- [WHAT YOU SHOULD DO]:
Where a line of the entries holds the string "impl", copy that line.

- [EXERCISE MATERIAL]:
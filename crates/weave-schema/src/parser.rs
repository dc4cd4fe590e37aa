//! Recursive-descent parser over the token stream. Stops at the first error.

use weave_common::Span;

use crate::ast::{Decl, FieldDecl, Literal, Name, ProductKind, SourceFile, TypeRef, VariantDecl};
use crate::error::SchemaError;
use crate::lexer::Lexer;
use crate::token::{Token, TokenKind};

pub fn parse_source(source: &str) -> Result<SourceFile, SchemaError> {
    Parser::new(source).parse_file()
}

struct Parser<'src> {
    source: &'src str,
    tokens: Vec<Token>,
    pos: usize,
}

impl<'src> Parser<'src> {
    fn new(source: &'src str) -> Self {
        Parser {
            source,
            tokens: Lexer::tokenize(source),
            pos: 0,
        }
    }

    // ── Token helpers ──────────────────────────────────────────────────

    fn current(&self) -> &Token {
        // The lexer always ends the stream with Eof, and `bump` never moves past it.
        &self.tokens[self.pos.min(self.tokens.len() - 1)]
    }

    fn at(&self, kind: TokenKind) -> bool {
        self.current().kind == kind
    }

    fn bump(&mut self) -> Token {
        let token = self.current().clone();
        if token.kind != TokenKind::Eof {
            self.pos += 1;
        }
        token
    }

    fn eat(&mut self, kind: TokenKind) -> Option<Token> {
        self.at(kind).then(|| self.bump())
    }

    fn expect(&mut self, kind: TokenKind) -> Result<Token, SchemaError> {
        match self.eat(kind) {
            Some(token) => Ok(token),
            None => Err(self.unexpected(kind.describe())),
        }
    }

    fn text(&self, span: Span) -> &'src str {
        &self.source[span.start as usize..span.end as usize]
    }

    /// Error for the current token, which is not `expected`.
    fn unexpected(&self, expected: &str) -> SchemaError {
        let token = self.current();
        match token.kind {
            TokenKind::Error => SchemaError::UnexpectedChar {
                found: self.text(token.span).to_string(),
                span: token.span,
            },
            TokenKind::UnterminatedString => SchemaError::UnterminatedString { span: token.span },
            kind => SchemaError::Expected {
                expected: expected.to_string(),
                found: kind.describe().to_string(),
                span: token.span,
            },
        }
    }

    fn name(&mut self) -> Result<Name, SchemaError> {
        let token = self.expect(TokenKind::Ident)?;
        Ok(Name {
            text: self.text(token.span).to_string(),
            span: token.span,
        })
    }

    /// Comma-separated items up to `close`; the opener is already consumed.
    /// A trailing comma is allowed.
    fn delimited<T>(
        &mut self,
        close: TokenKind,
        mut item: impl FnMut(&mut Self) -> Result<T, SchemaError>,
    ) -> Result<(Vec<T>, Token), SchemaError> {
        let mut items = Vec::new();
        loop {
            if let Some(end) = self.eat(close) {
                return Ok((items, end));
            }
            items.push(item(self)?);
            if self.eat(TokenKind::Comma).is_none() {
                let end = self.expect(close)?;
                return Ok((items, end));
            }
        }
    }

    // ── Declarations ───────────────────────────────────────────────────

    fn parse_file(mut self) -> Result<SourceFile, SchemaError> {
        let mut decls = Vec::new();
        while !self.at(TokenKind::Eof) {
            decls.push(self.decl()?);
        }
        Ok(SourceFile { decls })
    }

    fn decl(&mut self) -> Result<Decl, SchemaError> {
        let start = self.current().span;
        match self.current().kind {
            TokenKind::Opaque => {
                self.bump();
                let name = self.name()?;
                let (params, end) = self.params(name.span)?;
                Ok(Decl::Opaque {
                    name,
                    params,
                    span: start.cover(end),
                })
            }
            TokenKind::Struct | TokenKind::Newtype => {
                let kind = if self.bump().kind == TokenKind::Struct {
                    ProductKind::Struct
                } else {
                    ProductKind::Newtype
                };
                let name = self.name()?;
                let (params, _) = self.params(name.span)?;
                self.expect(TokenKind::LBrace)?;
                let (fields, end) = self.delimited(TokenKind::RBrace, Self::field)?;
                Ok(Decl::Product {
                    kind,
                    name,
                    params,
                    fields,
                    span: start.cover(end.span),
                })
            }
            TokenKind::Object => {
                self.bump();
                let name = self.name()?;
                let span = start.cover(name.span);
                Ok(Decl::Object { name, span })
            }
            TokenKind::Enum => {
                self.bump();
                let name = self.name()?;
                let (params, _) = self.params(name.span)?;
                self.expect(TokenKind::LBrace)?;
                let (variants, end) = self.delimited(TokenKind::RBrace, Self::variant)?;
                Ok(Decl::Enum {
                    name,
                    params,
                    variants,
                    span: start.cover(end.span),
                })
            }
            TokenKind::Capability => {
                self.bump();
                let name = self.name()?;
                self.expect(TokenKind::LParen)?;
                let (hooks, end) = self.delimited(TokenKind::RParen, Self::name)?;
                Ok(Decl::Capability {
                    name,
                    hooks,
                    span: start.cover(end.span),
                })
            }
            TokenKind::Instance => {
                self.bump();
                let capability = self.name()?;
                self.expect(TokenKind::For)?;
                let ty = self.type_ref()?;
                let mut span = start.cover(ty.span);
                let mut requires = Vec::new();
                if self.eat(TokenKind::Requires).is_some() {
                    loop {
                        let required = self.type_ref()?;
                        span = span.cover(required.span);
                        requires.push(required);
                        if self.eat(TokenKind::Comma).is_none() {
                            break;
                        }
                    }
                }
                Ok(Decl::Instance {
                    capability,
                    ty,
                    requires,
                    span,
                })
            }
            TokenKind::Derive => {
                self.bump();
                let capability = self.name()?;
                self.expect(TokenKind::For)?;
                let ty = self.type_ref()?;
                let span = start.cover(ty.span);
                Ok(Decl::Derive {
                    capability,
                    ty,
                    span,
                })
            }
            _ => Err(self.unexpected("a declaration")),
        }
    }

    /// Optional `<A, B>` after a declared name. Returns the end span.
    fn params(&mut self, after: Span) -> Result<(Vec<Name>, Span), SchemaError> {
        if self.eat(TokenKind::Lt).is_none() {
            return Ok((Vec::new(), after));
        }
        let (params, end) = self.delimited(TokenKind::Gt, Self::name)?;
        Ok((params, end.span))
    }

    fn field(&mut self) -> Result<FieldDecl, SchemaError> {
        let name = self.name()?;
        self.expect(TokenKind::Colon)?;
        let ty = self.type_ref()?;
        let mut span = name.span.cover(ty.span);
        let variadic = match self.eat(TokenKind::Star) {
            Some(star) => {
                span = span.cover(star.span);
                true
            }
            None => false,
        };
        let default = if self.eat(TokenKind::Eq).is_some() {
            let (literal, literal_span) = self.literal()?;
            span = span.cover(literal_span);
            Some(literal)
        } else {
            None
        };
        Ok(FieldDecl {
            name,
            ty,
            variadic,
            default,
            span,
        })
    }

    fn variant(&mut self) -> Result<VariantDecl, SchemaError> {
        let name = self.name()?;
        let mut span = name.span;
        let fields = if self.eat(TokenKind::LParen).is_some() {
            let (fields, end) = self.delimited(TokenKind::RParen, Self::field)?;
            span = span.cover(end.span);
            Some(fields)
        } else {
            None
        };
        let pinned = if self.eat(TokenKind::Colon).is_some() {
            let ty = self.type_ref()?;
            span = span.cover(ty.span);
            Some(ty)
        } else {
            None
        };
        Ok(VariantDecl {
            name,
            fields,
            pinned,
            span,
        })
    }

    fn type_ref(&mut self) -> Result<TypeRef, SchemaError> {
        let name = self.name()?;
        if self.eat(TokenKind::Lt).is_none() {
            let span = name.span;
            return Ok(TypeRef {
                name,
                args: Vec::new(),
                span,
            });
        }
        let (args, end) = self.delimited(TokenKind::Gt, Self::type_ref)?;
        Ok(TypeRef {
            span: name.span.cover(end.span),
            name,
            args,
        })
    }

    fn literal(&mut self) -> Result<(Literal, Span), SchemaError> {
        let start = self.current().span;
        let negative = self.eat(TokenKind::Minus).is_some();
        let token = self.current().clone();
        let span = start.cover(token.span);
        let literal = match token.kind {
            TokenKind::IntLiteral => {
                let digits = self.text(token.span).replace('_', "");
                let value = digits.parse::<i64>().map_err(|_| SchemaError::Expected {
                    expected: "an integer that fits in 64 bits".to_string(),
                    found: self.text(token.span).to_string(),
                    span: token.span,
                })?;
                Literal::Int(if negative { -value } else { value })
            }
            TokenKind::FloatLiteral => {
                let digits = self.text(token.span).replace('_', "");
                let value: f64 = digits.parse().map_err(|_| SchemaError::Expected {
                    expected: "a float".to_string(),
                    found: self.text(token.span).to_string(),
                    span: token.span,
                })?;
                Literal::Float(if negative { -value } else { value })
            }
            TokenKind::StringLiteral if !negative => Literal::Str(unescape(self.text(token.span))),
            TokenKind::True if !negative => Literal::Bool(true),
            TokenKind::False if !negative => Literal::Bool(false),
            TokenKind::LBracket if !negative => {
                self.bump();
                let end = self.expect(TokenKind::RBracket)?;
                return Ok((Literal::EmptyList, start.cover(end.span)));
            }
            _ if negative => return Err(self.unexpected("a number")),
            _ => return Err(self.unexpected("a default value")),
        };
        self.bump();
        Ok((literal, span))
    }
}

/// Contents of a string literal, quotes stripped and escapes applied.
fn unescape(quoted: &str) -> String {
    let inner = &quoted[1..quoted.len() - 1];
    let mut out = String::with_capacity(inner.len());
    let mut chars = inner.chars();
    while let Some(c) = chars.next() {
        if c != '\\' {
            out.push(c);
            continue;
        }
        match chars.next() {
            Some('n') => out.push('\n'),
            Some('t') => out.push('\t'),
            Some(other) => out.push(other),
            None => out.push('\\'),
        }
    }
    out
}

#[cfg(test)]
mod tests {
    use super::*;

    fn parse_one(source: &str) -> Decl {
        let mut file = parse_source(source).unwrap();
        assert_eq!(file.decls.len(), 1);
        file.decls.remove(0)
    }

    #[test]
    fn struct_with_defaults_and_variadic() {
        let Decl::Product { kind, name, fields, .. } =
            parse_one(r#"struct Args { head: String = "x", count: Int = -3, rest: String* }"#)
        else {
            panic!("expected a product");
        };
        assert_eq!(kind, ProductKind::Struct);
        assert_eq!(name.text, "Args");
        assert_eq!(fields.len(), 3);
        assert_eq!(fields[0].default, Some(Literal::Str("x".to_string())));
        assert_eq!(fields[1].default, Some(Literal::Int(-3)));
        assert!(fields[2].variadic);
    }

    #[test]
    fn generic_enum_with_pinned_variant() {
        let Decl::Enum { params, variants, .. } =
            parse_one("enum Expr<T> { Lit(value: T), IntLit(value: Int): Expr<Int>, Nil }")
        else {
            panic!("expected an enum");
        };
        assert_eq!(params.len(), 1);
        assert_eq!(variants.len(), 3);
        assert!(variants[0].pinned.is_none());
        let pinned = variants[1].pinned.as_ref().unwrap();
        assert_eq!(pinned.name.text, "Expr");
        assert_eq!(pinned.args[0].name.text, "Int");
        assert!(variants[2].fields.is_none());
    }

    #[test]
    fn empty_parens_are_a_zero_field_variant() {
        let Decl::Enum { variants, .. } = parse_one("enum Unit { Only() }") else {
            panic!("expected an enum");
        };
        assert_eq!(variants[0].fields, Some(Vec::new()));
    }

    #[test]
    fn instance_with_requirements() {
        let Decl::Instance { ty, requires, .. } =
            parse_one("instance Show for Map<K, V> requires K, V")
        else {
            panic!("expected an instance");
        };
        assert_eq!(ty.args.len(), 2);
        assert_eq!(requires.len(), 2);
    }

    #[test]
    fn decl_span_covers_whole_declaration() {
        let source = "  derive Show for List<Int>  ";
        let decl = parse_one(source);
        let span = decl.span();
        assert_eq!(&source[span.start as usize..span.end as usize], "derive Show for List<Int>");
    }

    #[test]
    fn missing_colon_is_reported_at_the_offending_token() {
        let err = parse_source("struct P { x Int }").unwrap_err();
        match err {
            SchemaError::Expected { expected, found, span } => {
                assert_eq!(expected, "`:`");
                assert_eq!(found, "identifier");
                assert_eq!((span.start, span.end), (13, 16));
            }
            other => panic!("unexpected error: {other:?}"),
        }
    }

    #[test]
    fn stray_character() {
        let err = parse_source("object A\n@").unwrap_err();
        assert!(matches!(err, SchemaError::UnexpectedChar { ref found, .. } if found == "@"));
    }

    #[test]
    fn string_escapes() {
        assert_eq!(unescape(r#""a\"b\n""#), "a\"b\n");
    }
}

- [WORKED SOLUTION]:
impl<'src> Parser<'src> {
        mut item: impl FnMut(&mut Self) -> Result<T, SchemaError>,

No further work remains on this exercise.